• Activity:
Scan the records for the word "application". Copy each line that includes it.

• Entries supplied:

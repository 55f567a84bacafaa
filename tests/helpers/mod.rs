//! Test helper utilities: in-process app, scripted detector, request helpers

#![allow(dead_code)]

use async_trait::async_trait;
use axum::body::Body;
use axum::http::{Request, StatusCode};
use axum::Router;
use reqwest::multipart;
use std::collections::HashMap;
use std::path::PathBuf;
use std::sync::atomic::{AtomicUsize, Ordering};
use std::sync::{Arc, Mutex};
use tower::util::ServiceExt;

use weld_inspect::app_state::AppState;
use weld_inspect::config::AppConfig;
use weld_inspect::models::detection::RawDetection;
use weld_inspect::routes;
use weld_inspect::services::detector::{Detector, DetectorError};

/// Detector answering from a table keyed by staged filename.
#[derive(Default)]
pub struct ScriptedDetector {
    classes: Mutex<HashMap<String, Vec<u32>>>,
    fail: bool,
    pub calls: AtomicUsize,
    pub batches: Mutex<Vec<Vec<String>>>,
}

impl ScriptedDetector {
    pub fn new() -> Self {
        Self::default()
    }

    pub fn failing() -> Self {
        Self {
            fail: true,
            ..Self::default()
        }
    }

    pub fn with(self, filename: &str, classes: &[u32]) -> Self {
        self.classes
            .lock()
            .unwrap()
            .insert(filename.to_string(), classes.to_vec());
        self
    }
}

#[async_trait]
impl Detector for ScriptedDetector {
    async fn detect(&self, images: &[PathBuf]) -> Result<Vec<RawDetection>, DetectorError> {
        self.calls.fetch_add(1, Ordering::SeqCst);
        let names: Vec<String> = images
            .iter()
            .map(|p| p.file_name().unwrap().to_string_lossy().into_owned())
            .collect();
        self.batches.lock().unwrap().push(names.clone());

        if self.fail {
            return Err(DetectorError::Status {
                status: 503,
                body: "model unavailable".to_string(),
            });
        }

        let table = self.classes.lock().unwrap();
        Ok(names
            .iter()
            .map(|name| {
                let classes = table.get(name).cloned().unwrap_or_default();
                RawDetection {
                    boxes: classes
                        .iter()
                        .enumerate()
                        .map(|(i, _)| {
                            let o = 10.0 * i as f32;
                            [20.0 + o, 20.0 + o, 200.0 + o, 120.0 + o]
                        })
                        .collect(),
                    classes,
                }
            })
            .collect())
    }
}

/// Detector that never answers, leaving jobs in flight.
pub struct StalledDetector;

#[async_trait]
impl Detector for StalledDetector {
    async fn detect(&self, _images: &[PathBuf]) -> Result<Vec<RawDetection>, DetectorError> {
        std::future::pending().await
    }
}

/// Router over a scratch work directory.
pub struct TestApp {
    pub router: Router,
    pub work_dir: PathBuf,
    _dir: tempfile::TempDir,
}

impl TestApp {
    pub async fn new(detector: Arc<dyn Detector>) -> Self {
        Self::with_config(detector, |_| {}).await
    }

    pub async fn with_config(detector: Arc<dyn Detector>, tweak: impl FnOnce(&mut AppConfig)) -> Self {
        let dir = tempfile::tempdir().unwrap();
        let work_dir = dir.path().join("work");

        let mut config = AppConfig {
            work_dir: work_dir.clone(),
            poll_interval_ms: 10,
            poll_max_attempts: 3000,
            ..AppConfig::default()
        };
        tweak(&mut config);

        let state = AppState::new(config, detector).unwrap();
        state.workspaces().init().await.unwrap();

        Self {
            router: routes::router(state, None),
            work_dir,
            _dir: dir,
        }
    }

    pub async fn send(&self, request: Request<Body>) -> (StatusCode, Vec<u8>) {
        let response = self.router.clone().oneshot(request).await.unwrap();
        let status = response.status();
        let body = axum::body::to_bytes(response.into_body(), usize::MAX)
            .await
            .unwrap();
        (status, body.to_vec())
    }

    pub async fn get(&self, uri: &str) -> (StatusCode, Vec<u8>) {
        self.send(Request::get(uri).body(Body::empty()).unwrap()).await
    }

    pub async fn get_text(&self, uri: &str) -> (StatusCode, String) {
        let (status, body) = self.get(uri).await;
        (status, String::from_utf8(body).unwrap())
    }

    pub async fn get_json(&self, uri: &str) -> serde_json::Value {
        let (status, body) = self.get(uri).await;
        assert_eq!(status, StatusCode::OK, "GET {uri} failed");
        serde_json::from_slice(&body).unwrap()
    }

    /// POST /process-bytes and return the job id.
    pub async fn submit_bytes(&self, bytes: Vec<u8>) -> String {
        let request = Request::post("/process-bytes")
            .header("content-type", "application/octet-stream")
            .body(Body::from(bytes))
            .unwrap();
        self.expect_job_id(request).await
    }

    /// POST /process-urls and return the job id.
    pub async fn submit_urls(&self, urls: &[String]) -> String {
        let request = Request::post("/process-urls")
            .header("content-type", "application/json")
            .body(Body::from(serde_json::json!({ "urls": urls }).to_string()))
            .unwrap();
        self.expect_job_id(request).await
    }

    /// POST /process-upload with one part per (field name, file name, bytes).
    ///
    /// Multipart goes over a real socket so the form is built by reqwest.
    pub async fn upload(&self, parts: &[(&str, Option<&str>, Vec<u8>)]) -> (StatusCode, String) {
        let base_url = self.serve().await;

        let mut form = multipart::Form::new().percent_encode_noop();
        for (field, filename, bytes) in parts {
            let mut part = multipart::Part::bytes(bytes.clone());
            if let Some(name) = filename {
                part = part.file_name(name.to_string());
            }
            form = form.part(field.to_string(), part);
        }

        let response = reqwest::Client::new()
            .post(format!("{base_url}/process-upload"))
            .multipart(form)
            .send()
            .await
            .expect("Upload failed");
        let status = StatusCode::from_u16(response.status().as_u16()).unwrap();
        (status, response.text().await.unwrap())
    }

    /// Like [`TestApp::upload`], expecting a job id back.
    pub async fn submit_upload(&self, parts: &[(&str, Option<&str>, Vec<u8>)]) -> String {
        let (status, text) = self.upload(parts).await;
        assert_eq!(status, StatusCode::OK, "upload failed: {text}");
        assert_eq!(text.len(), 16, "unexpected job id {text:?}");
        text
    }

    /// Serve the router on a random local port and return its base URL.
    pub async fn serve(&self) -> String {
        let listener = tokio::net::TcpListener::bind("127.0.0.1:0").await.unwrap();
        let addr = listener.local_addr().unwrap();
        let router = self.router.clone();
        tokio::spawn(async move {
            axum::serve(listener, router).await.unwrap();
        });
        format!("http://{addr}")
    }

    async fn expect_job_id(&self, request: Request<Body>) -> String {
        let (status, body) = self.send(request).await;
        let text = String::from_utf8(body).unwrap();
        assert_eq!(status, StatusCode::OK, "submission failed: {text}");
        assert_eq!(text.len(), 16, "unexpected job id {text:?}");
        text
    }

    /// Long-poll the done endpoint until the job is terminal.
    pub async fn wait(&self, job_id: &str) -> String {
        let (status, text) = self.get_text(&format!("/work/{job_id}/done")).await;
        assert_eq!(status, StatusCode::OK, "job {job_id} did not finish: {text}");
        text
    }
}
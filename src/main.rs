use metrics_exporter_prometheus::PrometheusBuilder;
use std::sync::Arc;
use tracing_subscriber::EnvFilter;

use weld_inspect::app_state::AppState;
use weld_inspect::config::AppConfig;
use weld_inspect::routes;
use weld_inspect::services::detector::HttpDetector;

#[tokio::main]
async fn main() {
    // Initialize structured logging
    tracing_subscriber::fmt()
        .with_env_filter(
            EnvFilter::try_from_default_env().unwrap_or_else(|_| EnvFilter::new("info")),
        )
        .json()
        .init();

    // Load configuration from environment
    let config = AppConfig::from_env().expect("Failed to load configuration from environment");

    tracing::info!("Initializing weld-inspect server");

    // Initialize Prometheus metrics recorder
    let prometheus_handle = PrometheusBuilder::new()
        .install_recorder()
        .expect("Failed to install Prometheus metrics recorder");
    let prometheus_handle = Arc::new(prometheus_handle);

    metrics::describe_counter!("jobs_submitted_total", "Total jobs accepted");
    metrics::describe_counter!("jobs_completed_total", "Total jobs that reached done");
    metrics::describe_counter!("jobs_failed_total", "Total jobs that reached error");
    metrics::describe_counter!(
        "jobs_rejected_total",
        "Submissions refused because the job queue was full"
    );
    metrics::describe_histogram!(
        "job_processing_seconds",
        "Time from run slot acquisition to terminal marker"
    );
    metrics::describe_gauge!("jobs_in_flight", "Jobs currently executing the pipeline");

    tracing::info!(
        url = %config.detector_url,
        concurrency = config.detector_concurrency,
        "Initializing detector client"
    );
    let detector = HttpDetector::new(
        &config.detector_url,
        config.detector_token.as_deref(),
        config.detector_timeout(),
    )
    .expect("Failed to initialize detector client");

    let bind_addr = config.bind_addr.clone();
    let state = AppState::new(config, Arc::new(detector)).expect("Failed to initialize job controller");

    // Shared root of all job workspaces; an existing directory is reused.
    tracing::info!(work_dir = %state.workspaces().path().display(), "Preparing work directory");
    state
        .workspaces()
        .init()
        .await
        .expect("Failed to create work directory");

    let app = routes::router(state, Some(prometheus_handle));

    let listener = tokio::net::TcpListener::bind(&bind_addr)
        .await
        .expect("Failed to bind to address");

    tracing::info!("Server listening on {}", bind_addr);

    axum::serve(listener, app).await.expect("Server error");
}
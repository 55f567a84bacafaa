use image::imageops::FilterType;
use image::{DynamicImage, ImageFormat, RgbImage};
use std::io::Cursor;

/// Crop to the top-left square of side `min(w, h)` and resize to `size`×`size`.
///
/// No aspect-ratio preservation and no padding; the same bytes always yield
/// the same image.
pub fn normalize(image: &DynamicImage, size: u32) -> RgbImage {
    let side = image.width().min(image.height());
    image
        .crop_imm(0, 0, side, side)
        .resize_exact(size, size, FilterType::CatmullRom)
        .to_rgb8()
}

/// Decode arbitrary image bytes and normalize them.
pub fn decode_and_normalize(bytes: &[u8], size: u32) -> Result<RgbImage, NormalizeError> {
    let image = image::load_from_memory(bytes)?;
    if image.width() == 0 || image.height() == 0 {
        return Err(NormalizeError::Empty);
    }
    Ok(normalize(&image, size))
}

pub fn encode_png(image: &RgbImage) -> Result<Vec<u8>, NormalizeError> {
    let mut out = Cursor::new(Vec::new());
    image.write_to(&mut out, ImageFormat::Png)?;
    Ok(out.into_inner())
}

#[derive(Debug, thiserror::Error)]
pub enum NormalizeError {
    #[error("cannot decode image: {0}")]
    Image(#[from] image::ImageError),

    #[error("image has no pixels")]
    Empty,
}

• Result of the exercise:
            .header("content-type", "application/octet-stream")
            .header("content-type", "application/json")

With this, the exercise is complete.